Change of identity[edit]

Margarita as a teenager

This girl is plainly not the Infanta Margarita. It is her older sister Maria Teresa who became Queen of France.

  • The website that the file was taken from is a firm of restorers, not an art gallery, or other reliable source.
  • Infanta Margarita's face is very well known. She is the child at the centre of Velazquez's famous "Maids of Honour". She had blonde waving hair, which was not very thick. It did not grow from a "widow's peak" on her forehead. Even in the earliest pictures, there is sign of the Hapsburg overbiting lower jaw.
  • She grew into a thin pale, blonde-haired young woman with rather protruberant eyes and a very marked overbite.
  • Maria Teresa, on the other hand, is depicted several times (though not as famously) by Velazquez. She has a plumper face without the pronounced jaw, with a high colour in her complexion and very thick, very curly brown hair, which grows from a very marked peak on her forehead.

It is obvious that the restorers or owners of the work have got the identity wrong.

Amandajm (talk) 00:31, 19 November 2010 (UTC)[reply]

The dates of the caption are still those of Margareta Teresa and should be changed to those of Maria Teresa, 1638-1683, to avoid confusion.
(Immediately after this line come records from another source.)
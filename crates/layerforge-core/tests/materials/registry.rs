use layerforge_core::{Error, MaterialId, MaterialProfile, MaterialRegistry};

#[test]
fn test_material_id_display() {
    let id = MaterialId(3);
    assert_eq!(id.to_string(), "material#3");
}

#[test]
fn test_profile_offsets() {
    let profile = MaterialProfile::new("pla", 0.5, 1.0);
    assert_eq!(profile.border_offset(), -0.25);
    assert_eq!(profile.hatch_offset(), -0.75);
}

#[test]
fn test_profile_validation() {
    assert!(MaterialProfile::default().validate().is_ok());
    assert!(MaterialProfile::new("", 0.4, 0.8).validate().is_err());
    assert!(MaterialProfile::new("pla", 0.0, 0.8).validate().is_err());
    assert!(MaterialProfile::new("pla", 0.4, -1.0).validate().is_err());
}

#[test]
fn test_registry_register_and_get() {
    let mut registry = MaterialRegistry::new();
    let pla = registry.register(MaterialProfile::new("pla", 0.4, 0.8));
    let petg = registry.register(MaterialProfile::new("petg", 0.5, 1.0));

    assert_ne!(pla, petg);
    assert_eq!(registry.len(), 2);
    assert_eq!(registry.get(petg).map(|p| p.extrusion_width).ok(), Some(0.5));
    assert_eq!(registry.find_by_name("pla"), Some(pla));
    assert_eq!(registry.find_by_name("abs"), None);
}

#[test]
fn test_registry_reregister_keeps_handle() {
    let mut registry = MaterialRegistry::new();
    let first = registry.register(MaterialProfile::new("pla", 0.4, 0.8));
    let second = registry.register(MaterialProfile::new("pla", 0.45, 0.9));

    assert_eq!(first, second);
    assert_eq!(registry.len(), 1);
    assert_eq!(registry.get(first).map(|p| p.extrusion_width).ok(), Some(0.45));
}

#[test]
fn test_registry_unknown_material() {
    let mut registry = MaterialRegistry::new();
    let id = registry.register(MaterialProfile::default());
    assert!(registry.remove(id).is_some());
    assert!(registry.is_empty());

    match registry.get(id) {
        Err(Error::UnknownMaterial(missing)) => assert_eq!(missing, id),
        other => panic!("expected unknown material, got {:?}", other),
    }
}

#[test]
fn test_registry_iter_is_ordered() {
    let mut registry = MaterialRegistry::new();
    registry.register(MaterialProfile::new("a", 0.4, 0.8));
    registry.register(MaterialProfile::new("b", 0.4, 0.8));
    registry.register(MaterialProfile::new("c", 0.4, 0.8));

    let names: Vec<_> = registry.iter().map(|(_, p)| p.name.clone()).collect();
    assert_eq!(names, vec!["a", "b", "c"]);
}
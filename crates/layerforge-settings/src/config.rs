//! Configuration for LayerForge
//!
//! Provides configuration file handling and validation. Supports JSON and
//! TOML file formats; the default location is in the platform config
//! directory.
//!
//! Configuration is organized into logical sections:
//! - Kernel tolerances (point/machine resolution, epsilon, quad-tree swell)
//! - Toolpath policy (feeds, lead-in dwell, overrun, start-point rotation)
//! - Material profiles (extrusion and infill widths)

use crate::error::{SettingsError, SettingsResult};
use layerforge_core::{Error, MaterialProfile, MaterialRegistry, Tolerances};
use serde::{Deserialize, Serialize};
use std::path::{Path, PathBuf};
use tracing::{debug, info};

/// Where each border loop starts printing
#[derive(Debug, Clone, Copy, PartialEq, Eq, Serialize, Deserialize)]
#[serde(rename_all = "lowercase")]
pub enum StartPolicy {
    /// Keep the first point the geometry produced
    Fixed,
    /// Advance the start point by one vertex per layer
    Incremented,
    /// Pick a random vertex on every layer
    Random,
}

impl Default for StartPolicy {
    fn default() -> Self {
        Self::Incremented
    }
}

impl std::fmt::Display for StartPolicy {
    fn fmt(&self, f: &mut std::fmt::Formatter<'_>) -> std::fmt::Result {
        match self {
            Self::Fixed => write!(f, "fixed"),
            Self::Incremented => write!(f, "incremented"),
            Self::Random => write!(f, "random"),
        }
    }
}

/// Toolpath emission policy
#[derive(Debug, Clone, PartialEq, Serialize, Deserialize)]
#[serde(default)]
pub struct ToolpathSettings {
    /// Feed rate for extruding moves (mm/min)
    pub extrude_feed: f64,
    /// Feed rate for non-extruding moves (mm/min)
    pub travel_feed: f64,
    /// Extruding segments shorter than this (mm) use the short-segment feed
    pub short_segment_length: f64,
    /// Multiplier applied to `extrude_feed` for short segments
    pub short_segment_feed_factor: f64,
    /// Dwell before the first extruding move of each polygon (ms)
    pub lead_in_dwell_ms: u64,
    /// Distance to keep moving along a closed border after it is finished (mm)
    pub overrun: f64,
    /// Hatch direction on even layers, degrees from the X axis
    pub hatch_angle: f64,
    /// Rotate the hatch direction by 90 degrees on odd layers
    pub alternate_hatch: bool,
    /// Where border loops start
    pub start_policy: StartPolicy,
    /// Seed for `StartPolicy::Random`; unseeded runs use thread entropy
    pub random_seed: Option<u64>,
    /// Collinear-point removal tolerance for border loops (mm)
    pub simplify_tolerance: f64,
    /// Travel-only edges shorter than this (mm) are merged away
    pub short_edge_length: f64,
}

impl Default for ToolpathSettings {
    fn default() -> Self {
        Self {
            extrude_feed: 1800.0,
            travel_feed: 4800.0,
            short_segment_length: 2.0,
            short_segment_feed_factor: 1.5,
            lead_in_dwell_ms: 0,
            overrun: 0.5,
            hatch_angle: 0.0,
            alternate_hatch: true,
            start_policy: StartPolicy::default(),
            random_seed: None,
            simplify_tolerance: 0.02,
            short_edge_length: 0.1,
        }
    }
}

impl ToolpathSettings {
    /// Hatch direction in degrees for a given layer.
    pub fn hatch_angle_for_layer(&self, layer_index: usize) -> f64 {
        if self.alternate_hatch && layer_index % 2 == 1 {
            self.hatch_angle + 90.0
        } else {
            self.hatch_angle
        }
    }

    pub fn validate(&self) -> SettingsResult<()> {
        Error::require_positive("toolpath.extrude_feed", self.extrude_feed)?;
        Error::require_positive("toolpath.travel_feed", self.travel_feed)?;
        Error::require_positive(
            "toolpath.short_segment_feed_factor",
            self.short_segment_feed_factor,
        )?;
        if self.short_segment_length < 0.0 || self.overrun < 0.0 {
            return Err(SettingsError::invalid(
                "toolpath",
                "lengths must not be negative",
            ));
        }
        if self.simplify_tolerance < 0.0 || self.short_edge_length < 0.0 {
            return Err(SettingsError::invalid(
                "toolpath",
                "tolerances must not be negative",
            ));
        }
        if !self.hatch_angle.is_finite() {
            return Err(SettingsError::invalid("toolpath.hatch_angle", "must be finite"));
        }
        Ok(())
    }
}

/// Complete application configuration
#[derive(Debug, Clone, PartialEq, Serialize, Deserialize)]
#[serde(default)]
pub struct Config {
    /// Geometry kernel tolerances
    pub tolerances: Tolerances,
    /// Toolpath emission policy
    pub toolpath: ToolpathSettings,
    /// Material profiles, registered in order
    pub materials: Vec<MaterialProfile>,
}

impl Default for Config {
    fn default() -> Self {
        Self {
            tolerances: Tolerances::default(),
            toolpath: ToolpathSettings::default(),
            materials: vec![MaterialProfile::default()],
        }
    }
}

impl Config {
    /// Create new default configuration
    pub fn new() -> Self {
        Self::default()
    }

    /// Default config file location (`<config dir>/layerforge/config.toml`)
    pub fn default_config_path() -> SettingsResult<PathBuf> {
        let dir = dirs::config_dir().ok_or_else(|| {
            SettingsError::ConfigDirectory("no platform config directory".to_string())
        })?;
        Ok(dir.join("layerforge").join("config.toml"))
    }

    /// Load configuration from file
    pub fn load_from_file(path: &Path) -> SettingsResult<Self> {
        let content = std::fs::read_to_string(path).map_err(|e| {
            SettingsError::LoadError(format!("{}: {}", path.display(), e))
        })?;

        let config: Self = if path.extension().is_some_and(|ext| ext == "json") {
            serde_json::from_str(&content)?
        } else if path.extension().is_some_and(|ext| ext == "toml") {
            toml::from_str(&content)?
        } else {
            return Err(SettingsError::UnsupportedFormat(
                "Config file must be .json or .toml".to_string(),
            ));
        };

        config.validate()?;
        info!("Loaded config from {}", path.display());
        Ok(config)
    }

    /// Load configuration from file, falling back to defaults when the file
    /// does not exist.
    pub fn load_or_default(path: &Path) -> SettingsResult<Self> {
        if path.exists() {
            Self::load_from_file(path)
        } else {
            debug!("No config at {}, using defaults", path.display());
            Ok(Self::default())
        }
    }

    /// Save configuration to file
    pub fn save_to_file(&self, path: &Path) -> SettingsResult<()> {
        self.validate()?;

        let content = if path.extension().is_some_and(|ext| ext == "json") {
            serde_json::to_string_pretty(self)?
        } else if path.extension().is_some_and(|ext| ext == "toml") {
            toml::to_string_pretty(self)?
        } else {
            return Err(SettingsError::UnsupportedFormat(
                "Config file must be .json or .toml".to_string(),
            ));
        };

        if let Some(parent) = path.parent() {
            if !parent.as_os_str().is_empty() {
                std::fs::create_dir_all(parent)?;
            }
        }

        std::fs::write(path, content)
            .map_err(|e| SettingsError::SaveError(format!("{}: {}", path.display(), e)))?;

        Ok(())
    }

    /// Validate configuration
    pub fn validate(&self) -> SettingsResult<()> {
        self.tolerances.validate()?;
        self.toolpath.validate()?;

        if self.materials.is_empty() {
            return Err(SettingsError::invalid(
                "materials",
                "at least one material profile is required",
            ));
        }

        for (i, profile) in self.materials.iter().enumerate() {
            profile.validate()?;
            if self.materials[..i].iter().any(|p| p.name == profile.name) {
                return Err(SettingsError::invalid(
                    "materials",
                    format!("duplicate material name '{}'", profile.name),
                ));
            }
        }

        Ok(())
    }

    /// Build a registry holding every configured material profile.
    pub fn material_registry(&self) -> MaterialRegistry {
        let mut registry = MaterialRegistry::new();
        for profile in &self.materials {
            registry.register(profile.clone());
        }
        registry
    }
}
Diego Velázquez: Infanta María Teresa, 1652-53. With 14-15 years, in spanish dress- and hair-style
Henri & Charles Beaubrun: Marie-Thérèse d'Autriche, reine de France, ca. 1660-1664, with ca. 21-25, in typical french hair and dress-style.
??? , by Juan Carreño de Miranda
(to Achim and others (?)):
I agree fully, that this cannot be Margarita Teresa. But the identification with Maria Teresa is doubtful, too.
  • Maria Teresa might have been a bit "plumper...", but she was blonde (all french portraitists painted her blonde, Velázquez a bit darker but blonde too; but at the spanish court in 1650-1660 she wore probably a wig, because of the very artificial hairstyle) and she had blue eyes . The woman here has dark brown eyes, brown hair and a quite beautiful face and she seems to be quite sure of herself, Maria Teresa was not at all beautiful and her character of a certain timidity and modesty.
  • And there are other problems: Maria Teresa lived in Spain only until summer 1660, when she went for ever to France to marry Louis XIV.. At that time Velázquez was the court painter (he died 1660 some weeks after the marriage).
  • Juan Carreño de Miranda worked for the first time 1659 for the royal family in the Royal Palace (Alcácer) in the hall of mirrors, but as a painter of frescos. He became royal painter in 1669 and court painter in 1671. When should he have portrayed Maria Teresa ?
  • The hair- and dress-style don't correspond to the style at the royal Court of Spain until 1660, but is clearly later. (And it doesn't correspond to french (=european) hair- and dress-styles of 1650-1680, too.)
Unfortunately, I don't have one of the very rare books about Juan Carreño de Miranda, but I think, one should change the title into "Portrait of a Lady by Juan Carreño de Miranda".
Greetings, --Marie Adelaide (talk) 15:51, 10 August 2018 (UTC)[reply]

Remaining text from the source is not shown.